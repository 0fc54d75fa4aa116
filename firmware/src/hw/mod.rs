//! Board wiring for the STM32G0 indicator board.
//!
//! | Signal            | Pin  | Notes                                   |
//! |-------------------|------|-----------------------------------------|
//! | RC PWM input      | PA8  | EXTI8, both edges, internal pull-down   |
//! | LED red           | PB3  |                                         |
//! | LED green         | PB4  |                                         |
//! | LED blue          | PB5  |                                         |
//! | Safe-mode jumper  | PB6  | pull-up, asserted when shorted to GND   |
//! | Watchdog kick     | PB7  | toggled every heartbeat period          |

#![cfg(target_os = "none")]

pub mod led;
pub mod watchdog;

Problem to solve: Each line of the listing must be output once more, exactly as shown above.

Solution to the problem:
repository 0fc54d75fa4aa116
filename firmware/src/hw/mod.rs
//! Board wiring for the STM32G0 indicator board.
//!
//! | Signal            | Pin  | Notes                                   |
//! |-------------------|------|-----------------------------------------|
//! | RC PWM input      | PA8  | EXTI8, both edges, internal pull-down   |
//! | LED red           | PB3  |                                         |
//! | LED green         | PB4  |                                         |
//! | LED blue          | PB5  |                                         |
//! | Safe-mode jumper  | PB6  | pull-up, asserted when shorted to GND   |
//! | Watchdog kick     | PB7  | toggled every heartbeat period          |

#![cfg(target_os = "none")]

pub mod led;
pub mod watchdog;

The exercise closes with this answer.